Thursday, March 02, 2006

A parable

A man and his son began a journey by mounting their donkey and setting off.

As they passed through the first village they came across, the townspeople stared and whispered and pointed. Eventually a young girl went up to them and said, "My mommy says that you should be ashamed of yourselves for overloading that poor donkey like that. The two of you are too heavy for that creature to carry."

The father said, "You are right. Son, you shall ride the donkey while I walk."

So they continued to the next village. Again, the townspeople were staring and whispering and pointing. An old man strode up to the pair and reprimanded the boy.
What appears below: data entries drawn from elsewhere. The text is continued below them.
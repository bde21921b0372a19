use std::{
    fmt::Display,
    iter::Sum,
    ops::{Add, Mul, Neg, Sub, SubAssign},
};

use serde::{Deserialize, Serialize};
use sqlx::Type;
use thiserror::Error;

use crate::op;

pub const BRL_CURRENCY_CODE: &str = "BRL";
pub const BRL_CURRENCY_CODE_LOWER: &str = "brl";

//--------------------------------------     Centavos       ----------------------------------------------------------
/// A monetary amount in Brazilian centavos (hundredths of a Real).
#[derive(Debug, Clone, Copy, Default, Type, Ord, PartialOrd, Serialize, Deserialize)]
#[sqlx(transparent)]
pub struct Centavos(i64);

op!(binary Centavos, Add, add);
op!(binary Centavos, Sub, sub);
op!(inplace Centavos, SubAssign, sub_assign);
op!(unary Centavos, Neg, neg);

impl Mul<i64> for Centavos {
    type Output = Self;

    fn mul(self, rhs: i64) -> Self::Output {
        Self::from(self.value() * rhs)
    }
}

impl Sum for Centavos {
    fn sum<I: Iterator<Item = Self>>(iter: I) -> Self {
        iter.fold(Self::default(), Add::add)
    }
}

#[derive(Debug, Clone, Error)]
#[error("Value cannot be represented in centavos: {0}")]
pub struct CentavosConversionError(String);

impl From<i64> for Centavos {
    fn from(value: i64) -> Self {
        Self(value)
    }
}

impl PartialEq for Centavos {
    fn eq(&self, other: &Self) -> bool {
        self.0 == other.0
    }
}

impl Eq for Centavos {}

impl TryFrom<u64> for Centavos {
    type Error = CentavosConversionError;

    fn try_from(value: u64) -> Result<Self, Self::Error> {
        if value > i64::MAX as u64 {
            Err(CentavosConversionError(format!("Value {} is too large to convert to Centavos", value)))
        } else {
            #[allow(clippy::cast_possible_wrap)]
            Ok(Self(value as i64))
        }
    }
}

// Renders as `R$ 180.00`. System messages embed this format verbatim, so it must stay stable.
impl Display for Centavos {
    fn fmt(&self, f: &mut std::fmt::Formatter<'_>) -> std::fmt::Result {
        let sign = if self.0 < 0 { "-" } else { "" };
        let cents = self.0.unsigned_abs();
        write!(f, "{sign}R$ {}.{:02}", cents / 100, cents % 100)
    }
}

impl Centavos {
    pub fn value(&self) -> i64 {
        self.0
    }

    pub fn from_reais(reais: i64) -> Self {
        Self(reais * 100)
    }
}
use std::time::Duration;

use actix_web::{dev::Server, http::KeepAlive, middleware::Logger, web, App, HttpServer};
use log::info;
use stripe_tools::StripeApi;
use troca_engine::{events::EventProducers, CatalogApi, ChatApi, NegotiationApi, SqliteDatabase, UserApi};

use crate::{
    auth::TokenIssuer,
    config::ServerConfig,
    errors::ServerError,
    integrations::websocket::create_websocket_event_handlers,
    middleware::WebhookSignatureMiddlewareFactory,
    routes::{
        health,
        AcceptOfferRoute,
        CategoriesRoute,
        ChatDetailRoute,
        ChatMessagesRoute,
        DeclineOfferRoute,
        LoginRoute,
        MakeOfferRoute,
        MyChatsRoute,
        MyOffersRoute,
        MyOrdersRoute,
        NewChatRoute,
        OrderDetailRoute,
        PendingOfferRoute,
        ProductDetailRoute,
        RegisterRoute,
        SendMessageRoute,
        UpdateOrderRoute,
    },
    stripe_routes::{wallet_balance, wallet_transactions, ConfirmPaymentRoute, PayOfferRoute, StripeWebhookRoute},
    ws::{WebSocketRoute, WsRegistry},
};

pub async fn run_server(config: ServerConfig) -> Result<(), ServerError> {
    let db = SqliteDatabase::new_with_url(&config.database_url, 25)
        .await
        .map_err(|e| ServerError::InitializeError(e.to_string()))?;
    db.run_migrations().await.map_err(|e| ServerError::InitializeError(e.to_string()))?;
    let registry = WsRegistry::new();
    let handlers = create_websocket_event_handlers(registry.clone());
    let producers = handlers.producers();
    handlers.start_handlers().await;
    info!("📡️ Websocket notifier subscribed to engine events");
    let srv = create_server_instance(config, db, registry, producers)?;
    Ok(srv.await?)
}

pub fn create_server_instance(
    config: ServerConfig,
    db: SqliteDatabase,
    registry: WsRegistry,
    producers: EventProducers,
) -> Result<Server, ServerError> {
    let stripe_api =
        StripeApi::new(config.stripe.clone()).map_err(|e| ServerError::InitializeError(e.to_string()))?;
    let webhook_secret = config.stripe.webhook_secret.clone();
    let srv = HttpServer::new(move || {
        let users_api = UserApi::new(db.clone());
        let catalog_api = CatalogApi::new(db.clone());
        let chats_api = ChatApi::new(db.clone(), producers.clone());
        let negotiation_api = NegotiationApi::new(db.clone(), producers.clone());
        let jwt_signer = TokenIssuer::new(&config.auth);
        let app = App::new()
            .wrap(Logger::new("%t (%D ms) %s %a %{Host}i %U").log_target("troca::access_log"))
            .app_data(web::Data::new(users_api))
            .app_data(web::Data::new(catalog_api))
            .app_data(web::Data::new(chats_api))
            .app_data(web::Data::new(negotiation_api))
            .app_data(web::Data::new(stripe_api.clone()))
            .app_data(web::Data::new(jwt_signer))
            .app_data(web::Data::new(registry.clone()));
        // Stripe calls this scope, not end users. Requests the webhook secret does not vouch for never
        // reach the handler.
        let webhook_scope = web::scope("/stripe")
            .wrap(WebhookSignatureMiddlewareFactory::new(webhook_secret.clone()))
            .service(StripeWebhookRoute::<SqliteDatabase>::new());
        app.service(health)
            .service(RegisterRoute::<SqliteDatabase>::new())
            .service(LoginRoute::<SqliteDatabase>::new())
            .service(CategoriesRoute::<SqliteDatabase>::new())
            .service(ProductDetailRoute::<SqliteDatabase>::new())
            .service(NewChatRoute::<SqliteDatabase>::new())
            .service(MyChatsRoute::<SqliteDatabase>::new())
            .service(ChatDetailRoute::<SqliteDatabase>::new())
            .service(SendMessageRoute::<SqliteDatabase>::new())
            .service(ChatMessagesRoute::<SqliteDatabase>::new())
            .service(MakeOfferRoute::<SqliteDatabase>::new())
            .service(PendingOfferRoute::<SqliteDatabase>::new())
            .service(MyOffersRoute::<SqliteDatabase>::new())
            .service(AcceptOfferRoute::<SqliteDatabase>::new())
            .service(DeclineOfferRoute::<SqliteDatabase>::new())
            .service(PayOfferRoute::<SqliteDatabase, SqliteDatabase>::new())
            .service(ConfirmPaymentRoute::<SqliteDatabase>::new())
            .service(MyOrdersRoute::<SqliteDatabase>::new())
            .service(OrderDetailRoute::<SqliteDatabase>::new())
            .service(UpdateOrderRoute::<SqliteDatabase>::new())
            .service(wallet_balance)
            .service(wallet_transactions)
            .service(WebSocketRoute::<SqliteDatabase>::new())
            .service(webhook_scope)
    })
    .keep_alive(KeepAlive::Timeout(Duration::from_secs(600)))
    .bind((config.host.as_str(), config.port))?
    .run();
    Ok(srv)
}
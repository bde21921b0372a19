use std::{future::Future, pin::Pin, sync::Arc};

use crate::events::{EventHandler, EventProducer, Handler, NewMessageEvent, NewOfferEvent, OfferStatusChangedEvent};

/// The set of producers handed to the domain APIs. Cloning is cheap; each producer is a channel sender.
#[derive(Default, Clone)]
pub struct EventProducers {
    pub new_message_producer: Vec<EventProducer<NewMessageEvent>>,
    pub new_offer_producer: Vec<EventProducer<NewOfferEvent>>,
    pub offer_status_producer: Vec<EventProducer<OfferStatusChangedEvent>>,
}

pub struct EventHandlers {
    pub on_new_message: Option<EventHandler<NewMessageEvent>>,
    pub on_new_offer: Option<EventHandler<NewOfferEvent>>,
    pub on_offer_status_changed: Option<EventHandler<OfferStatusChangedEvent>>,
}

impl EventHandlers {
    pub fn new(buffer_size: usize, hooks: EventHooks) -> Self {
        let on_new_message = hooks.on_new_message.map(|f| EventHandler::new(buffer_size, f));
        let on_new_offer = hooks.on_new_offer.map(|f| EventHandler::new(buffer_size, f));
        let on_offer_status_changed = hooks.on_offer_status_changed.map(|f| EventHandler::new(buffer_size, f));
        Self { on_new_message, on_new_offer, on_offer_status_changed }
    }

    pub fn producers(&self) -> EventProducers {
        let mut result = EventProducers::default();
        if let Some(handler) = &self.on_new_message {
            result.new_message_producer.push(handler.subscribe());
        }
        if let Some(handler) = &self.on_new_offer {
            result.new_offer_producer.push(handler.subscribe());
        }
        if let Some(handler) = &self.on_offer_status_changed {
            result.offer_status_producer.push(handler.subscribe());
        }
        result
    }

    pub async fn start_handlers(self) {
        if let Some(handler) = self.on_new_message {
            tokio::spawn(async move {
                handler.start_handler().await;
            });
        }
        if let Some(handler) = self.on_new_offer {
            tokio::spawn(async move {
                handler.start_handler().await;
            });
        }
        if let Some(handler) = self.on_offer_status_changed {
            tokio::spawn(async move {
                handler.start_handler().await;
            });
        }
    }
}

#[derive(Default, Clone)]
pub struct EventHooks {
    pub on_new_message: Option<Handler<NewMessageEvent>>,
    pub on_new_offer: Option<Handler<NewOfferEvent>>,
    pub on_offer_status_changed: Option<Handler<OfferStatusChangedEvent>>,
}

impl EventHooks {
    pub fn on_new_message<F>(&mut self, f: F) -> &mut Self
    where F: (Fn(NewMessageEvent) -> Pin<Box<dyn Future<Output = ()> + Send>>) + Send + Sync + 'static {
        self.on_new_message = Some(Arc::new(f));
        self
    }

    pub fn on_new_offer<F>(&mut self, f: F) -> &mut Self
    where F: (Fn(NewOfferEvent) -> Pin<Box<dyn Future<Output = ()> + Send>>) + Send + Sync + 'static {
        self.on_new_offer = Some(Arc::new(f));
        self
    }

    pub fn on_offer_status_changed<F>(&mut self, f: F) -> &mut Self
    where F: (Fn(OfferStatusChangedEvent) -> Pin<Box<dyn Future<Output = ()> + Send>>) + Send + Sync + 'static {
        self.on_offer_status_changed = Some(Arc::new(f));
        self
    }
}
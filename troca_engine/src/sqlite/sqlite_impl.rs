//! `SqliteDatabase` is a concrete implementation of a Troca marketplace engine backend.
//!
//! Unsurprisingly, it uses SQLite as the backend and implements all the traits defined in the [`crate::traits`]
//! module.
use std::fmt::Debug;

use log::*;
use sqlx::SqlitePool;

use super::db::{categories, chats, db_url, messages, new_pool, offers, orders, products, users};
use crate::{
    api::chat_objects::{ChatDetail, ChatSummary},
    db_types::{Category, Chat, Message, NewMessage, NewOffer, NewProduct, NewUser, Offer, Order, OrderStatus, Product, ProductImage, User},
    traits::{
        CatalogApiError,
        CatalogManagement,
        ChatApiError,
        ChatManagement,
        NegotiationDatabase,
        NegotiationError,
        UserApiError,
        UserManagement,
    },
};

#[derive(Clone)]
pub struct SqliteDatabase {
    url: String,
    pool: SqlitePool,
}

impl Debug for SqliteDatabase {
    fn fmt(&self, f: &mut std::fmt::Formatter<'_>) -> std::fmt::Result {
        writeln!(f, "SqliteDatabase ({:?})", self.pool)
    }
}

impl UserManagement for SqliteDatabase {
    async fn create_user(&self, user: NewUser) -> Result<User, UserApiError> {
        let mut conn = self.pool.acquire().await?;
        users::insert_user(user, &mut conn).await
    }

    async fn fetch_user_by_id(&self, id: i64) -> Result<Option<User>, UserApiError> {
        let mut conn = self.pool.acquire().await?;
        let user = users::fetch_user_by_id(id, &mut conn).await?;
        Ok(user)
    }

    async fn fetch_user_by_email(&self, email: &str) -> Result<Option<User>, UserApiError> {
        let mut conn = self.pool.acquire().await?;
        let user = users::fetch_user_by_email(email, &mut conn).await?;
        Ok(user)
    }

    async fn set_stripe_customer_id(&self, user_id: i64, customer_id: &str) -> Result<User, UserApiError> {
        let mut conn = self.pool.acquire().await?;
        let user = users::set_stripe_customer_id(user_id, customer_id, &mut conn).await?;
        debug!("🗃️ User #{user_id} linked to Stripe customer {customer_id}");
        Ok(user)
    }
}

impl CatalogManagement for SqliteDatabase {
    async fn create_product(&self, product: NewProduct) -> Result<Product, CatalogApiError> {
        let mut tx = self.pool.begin().await?;
        if categories::fetch_category(product.category_id, &mut tx).await?.is_none() {
            return Err(CatalogApiError::CategoryNotFound(product.category_id));
        }
        let product = products::insert_product(product, &mut tx).await?;
        tx.commit().await?;
        debug!("🗃️ Product #{} listed by user #{}", product.id, product.author_id);
        Ok(product)
    }

    async fn fetch_product(&self, id: i64) -> Result<Option<Product>, CatalogApiError> {
        let mut conn = self.pool.acquire().await?;
        let product = products::fetch_product(id, &mut conn).await?;
        Ok(product)
    }

    async fn fetch_product_images(&self, product_id: i64) -> Result<Vec<ProductImage>, CatalogApiError> {
        let mut conn = self.pool.acquire().await?;
        let images = products::fetch_product_images(product_id, &mut conn).await?;
        Ok(images)
    }

    async fn fetch_categories(&self) -> Result<Vec<Category>, CatalogApiError> {
        let mut conn = self.pool.acquire().await?;
        let categories = categories::fetch_categories(&mut conn).await?;
        Ok(categories)
    }
}

impl ChatManagement for SqliteDatabase {
    async fn create_chat(&self, product_id: i64, requester: i64, seller: i64) -> Result<(Chat, bool), ChatApiError> {
        let mut tx = self.pool.begin().await?;
        let product =
            products::fetch_product(product_id, &mut tx).await?.ok_or(ChatApiError::ProductNotFound(product_id))?;
        if product.author_id != seller || requester == seller {
            return Err(ChatApiError::InvalidParticipants);
        }
        let (chat, created) = chats::idempotent_insert(product_id, requester, seller, &mut tx).await?;
        tx.commit().await?;
        if created {
            debug!("🗃️ Chat #{} saved for product #{product_id}", chat.id);
        }
        Ok((chat, created))
    }

    async fn fetch_chat_by_id(&self, chat_id: i64, user_id: i64) -> Result<Option<ChatDetail>, ChatApiError> {
        let mut conn = self.pool.acquire().await?;
        chats::chat_detail(chat_id, user_id, &mut conn).await
    }

    async fn fetch_chats_for_user(
        &self,
        user_id: i64,
        page: i64,
        limit: i64,
    ) -> Result<(Vec<ChatSummary>, i64), ChatApiError> {
        let mut conn = self.pool.acquire().await?;
        let rows = chats::fetch_chats_for_user(user_id, page, limit, &mut conn).await?;
        let total = chats::count_chats_for_user(user_id, &mut conn).await?;
        let mut summaries = Vec::with_capacity(rows.len());
        for chat in rows {
            let summary = chats::chat_summary(chat, &mut conn).await?;
            summaries.push(summary);
        }
        trace!("🗃️ Fetched {} of {total} chats for user #{user_id}", summaries.len());
        Ok((summaries, total))
    }

    async fn send_message(&self, chat_id: i64, from_user_id: i64, text: &str) -> Result<Message, ChatApiError> {
        let mut tx = self.pool.begin().await?;
        if chats::fetch_chat_for_user(chat_id, from_user_id, &mut tx).await?.is_none() {
            return Err(ChatApiError::ChatNotFound);
        }
        let to_user_id =
            chats::other_participant(chat_id, from_user_id, &mut tx).await?.ok_or(ChatApiError::ChatNotFound)?;
        let message =
            messages::insert_message(NewMessage::new(chat_id, from_user_id, to_user_id, text), &mut tx).await?;
        chats::touch_chat(chat_id, &mut tx).await?;
        tx.commit().await?;
        debug!("🗃️ Message #{} saved in chat #{chat_id}", message.id);
        Ok(message)
    }

    async fn fetch_messages(&self, chat_id: i64, user_id: i64) -> Result<Vec<Message>, ChatApiError> {
        let mut conn = self.pool.acquire().await?;
        if chats::fetch_chat_for_user(chat_id, user_id, &mut conn).await?.is_none() {
            return Err(ChatApiError::ChatNotFound);
        }
        let messages = messages::fetch_messages(chat_id, &mut conn).await?;
        Ok(messages)
    }
}

impl NegotiationDatabase for SqliteDatabase {
    fn url(&self) -> &str {
        self.url.as_str()
    }

    async fn insert_offer(&self, offer: NewOffer) -> Result<Offer, NegotiationError> {
        if offer.amount.value() <= 0 {
            return Err(NegotiationError::InvalidAmount(offer.amount));
        }
        let mut tx = self.pool.begin().await?;
        let chat = chats::fetch_chat_for_user(offer.chat_id, offer.sender_id, &mut tx)
            .await?
            .ok_or(NegotiationError::ChatNotFound)?;
        let product = products::fetch_product(offer.product_id, &mut tx)
            .await?
            .ok_or(NegotiationError::ProductNotFound(offer.product_id))?;
        if product.author_id == offer.sender_id {
            return Err(NegotiationError::SelfOffer);
        }
        let recipient = chats::other_participant(offer.chat_id, offer.sender_id, &mut tx)
            .await?
            .ok_or(NegotiationError::ChatNotFound)?;
        if recipient != product.author_id || chat.product_id != product.id {
            return Err(NegotiationError::RecipientNotFound);
        }
        if offers::pending_offer_for_chat(offer.chat_id, &mut tx).await?.is_some() {
            return Err(NegotiationError::PendingOfferExists);
        }
        let offer =
            offers::insert_offer(offer.chat_id, offer.product_id, offer.sender_id, recipient, offer.amount, &mut tx)
                .await?;
        let text = format!("Proposta de compra enviada: {}", offer.amount);
        messages::insert_message(NewMessage::new(offer.chat_id, offer.sender_id, recipient, text), &mut tx).await?;
        chats::touch_chat(offer.chat_id, &mut tx).await?;
        tx.commit().await?;
        debug!("🗃️ Offer #{} of {} saved in chat #{}", offer.id, offer.amount, offer.chat_id);
        Ok(offer)
    }

    async fn accept_offer(&self, offer_id: i64, user_id: i64) -> Result<(Offer, Order), NegotiationError> {
        let mut tx = self.pool.begin().await?;
        let offer =
            offers::accept_pending(offer_id, user_id, &mut tx).await?.ok_or(NegotiationError::OfferNotFound)?;
        let order = orders::insert_order_for_offer(&offer, &mut tx).await?;
        let text = format!("Proposta de {} foi aceita. Aguardando pagamento.", offer.amount);
        messages::insert_message(NewMessage::new(offer.chat_id, user_id, offer.sender_id, text), &mut tx).await?;
        chats::touch_chat(offer.chat_id, &mut tx).await?;
        tx.commit().await?;
        debug!("🗃️ Offer #{offer_id} accepted. Order #{} created", order.id);
        Ok((offer, order))
    }

    async fn decline_offer(&self, offer_id: i64, user_id: i64) -> Result<Offer, NegotiationError> {
        let mut tx = self.pool.begin().await?;
        let offer =
            offers::decline_pending(offer_id, user_id, &mut tx).await?.ok_or(NegotiationError::OfferNotFound)?;
        let text = format!("Proposta de {} foi recusada.", offer.amount);
        messages::insert_message(NewMessage::new(offer.chat_id, user_id, offer.sender_id, text), &mut tx).await?;
        chats::touch_chat(offer.chat_id, &mut tx).await?;
        tx.commit().await?;
        debug!("🗃️ Offer #{offer_id} declined");
        Ok(offer)
    }

    async fn offer_for_payment(&self, offer_id: i64, sender_id: i64) -> Result<Offer, NegotiationError> {
        let mut conn = self.pool.acquire().await?;
        let offer = offers::fetch_accepted_for_sender(offer_id, sender_id, &mut conn)
            .await?
            .ok_or(NegotiationError::OfferNotFound)?;
        Ok(offer)
    }

    async fn attach_payment_intent(&self, offer_id: i64, intent_id: &str) -> Result<Offer, NegotiationError> {
        let mut conn = self.pool.acquire().await?;
        let offer = offers::attach_payment_intent(offer_id, intent_id, &mut conn)
            .await?
            .ok_or(NegotiationError::OfferNotFound)?;
        debug!("🗃️ Offer #{offer_id} now carries payment intent {intent_id}");
        Ok(offer)
    }

    async fn offer_awaiting_confirmation(&self, offer_id: i64) -> Result<Offer, NegotiationError> {
        let mut conn = self.pool.acquire().await?;
        let offer =
            offers::fetch_accepted_with_intent(offer_id, &mut conn).await?.ok_or(NegotiationError::OfferNotFound)?;
        Ok(offer)
    }

    async fn complete_payment(&self, offer_id: i64) -> Result<Offer, NegotiationError> {
        let mut tx = self.pool.begin().await?;
        let offer = offers::mark_paid(offer_id, &mut tx).await?.ok_or(NegotiationError::OfferNotFound)?;
        let text = format!("Pagamento de {} foi confirmado. Agora vocês podem combinar a entrega.", offer.amount);
        messages::insert_message(NewMessage::new(offer.chat_id, offer.sender_id, offer.recipient_id, text), &mut tx)
            .await?;
        chats::touch_chat(offer.chat_id, &mut tx).await?;
        tx.commit().await?;
        debug!("🗃️ Offer #{offer_id} marked as paid");
        Ok(offer)
    }

    async fn offer_by_id(&self, offer_id: i64) -> Result<Option<Offer>, NegotiationError> {
        let mut conn = self.pool.acquire().await?;
        let offer = offers::fetch_offer(offer_id, &mut conn).await?;
        Ok(offer)
    }

    async fn pending_offer_for_chat(&self, chat_id: i64) -> Result<Option<Offer>, NegotiationError> {
        let mut conn = self.pool.acquire().await?;
        let offer = offers::pending_offer_for_chat(chat_id, &mut conn).await?;
        Ok(offer)
    }

    async fn offers_for_user(&self, user_id: i64) -> Result<Vec<Offer>, NegotiationError> {
        let mut conn = self.pool.acquire().await?;
        let offers = offers::fetch_offers_for_user(user_id, &mut conn).await?;
        Ok(offers)
    }

    async fn order_by_id(&self, order_id: i64) -> Result<Option<Order>, NegotiationError> {
        let mut conn = self.pool.acquire().await?;
        let order = orders::fetch_order(order_id, &mut conn).await?;
        Ok(order)
    }

    async fn orders_for_user(&self, user_id: i64) -> Result<Vec<Order>, NegotiationError> {
        let mut conn = self.pool.acquire().await?;
        let orders = orders::fetch_orders_for_user(user_id, &mut conn).await?;
        Ok(orders)
    }

    async fn update_order_status(
        &self,
        order_id: i64,
        user_id: i64,
        status: OrderStatus,
    ) -> Result<Order, NegotiationError> {
        let mut conn = self.pool.acquire().await?;
        let order = orders::update_order_status(order_id, user_id, status, &mut conn)
            .await?
            .ok_or(NegotiationError::OrderNotFound(order_id))?;
        debug!("🗃️ Order #{order_id} moved to {status}");
        Ok(order)
    }
}

impl SqliteDatabase {
    /// Creates a new database API object, reading the URL from the environment.
    pub async fn new(max_connections: u32) -> Result<Self, sqlx::Error> {
        let url = db_url();
        SqliteDatabase::new_with_url(url.as_str(), max_connections).await
    }

    pub async fn new_with_url(url: &str, max_connections: u32) -> Result<Self, sqlx::Error> {
        trace!("Creating new database connection pool with url {url}");
        let pool = new_pool(url, max_connections).await?;
        let url = url.to_string();
        Ok(Self { url, pool })
    }

    /// Returns a reference to the database connection pool.
    pub fn pool(&self) -> &SqlitePool {
        &self.pool
    }

    /// Brings the schema up to date. Embedded migrations, so deployments are a single binary.
    pub async fn run_migrations(&self) -> Result<(), sqlx::migrate::MigrateError> {
        sqlx::migrate!("./src/sqlite/migrations").run(&self.pool).await?;
        info!("🗃️ Database migrations are up to date");
        Ok(())
    }

    pub async fn close(&mut self) {
        self.pool.close().await;
    }
}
"Shame on you! You sit there on your donkey like some sort of indolent prince while your father walks."

The boy said, "He is right. Here, father, you ride the donkey while I walk."

When they got to the third village, yet again the townsfolk stared and whispered and pointed. This time, it was a middle-aged woman who yelled, "What's wrong with you? You ride that donkey while your son walks?"

The father said, "When we both ride, they say we burden the beast. When you ride, they say I am burdened. When I ride, they say you are burdened. We shall both walk. That should leave them nothing to say."

At the fourth village, no whispering was going on. Instead, there was laughter. A little boy walked up to them and said, "Why do you walk when you lead a perfectly good donkey? You must be the strangest people I have ever seen."

The moral of the story? Don't ride a donkey. Rent a car instead.